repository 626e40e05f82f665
pub mod colour_map;
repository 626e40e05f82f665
pub mod colour;
pub mod complex;
pub mod complex_rect;
pub mod pixel_buffer;
pub mod pixel_rect;
pub mod point;
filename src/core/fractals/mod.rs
pub mod barnsley_fern;
pub mod colour_maps;
pub mod escape_time;
pub mod fractal_kinds;
pub mod julia;
pub mod koch;
pub mod mandelbrot;
pub mod sierpinski;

———

ABOUT THIS TASK:
When you transcribe the listing, make each line match the original exactly.

SOLUTION FOR THIS PROBLEM:
repository 626e40e05f82f665
pub mod colour_map;
repository 626e40e05f82f665
pub mod colour;
pub mod complex;
pub mod complex_rect;
pub mod pixel_buffer;
pub mod pixel_rect;
pub mod point;
filename src/core/fractals/mod.rs
pub mod barnsley_fern;
pub mod colour_maps;
pub mod escape_time;
pub mod fractal_kinds;
pub mod julia;
pub mod koch;
pub mod mandelbrot;
pub mod sierpinski;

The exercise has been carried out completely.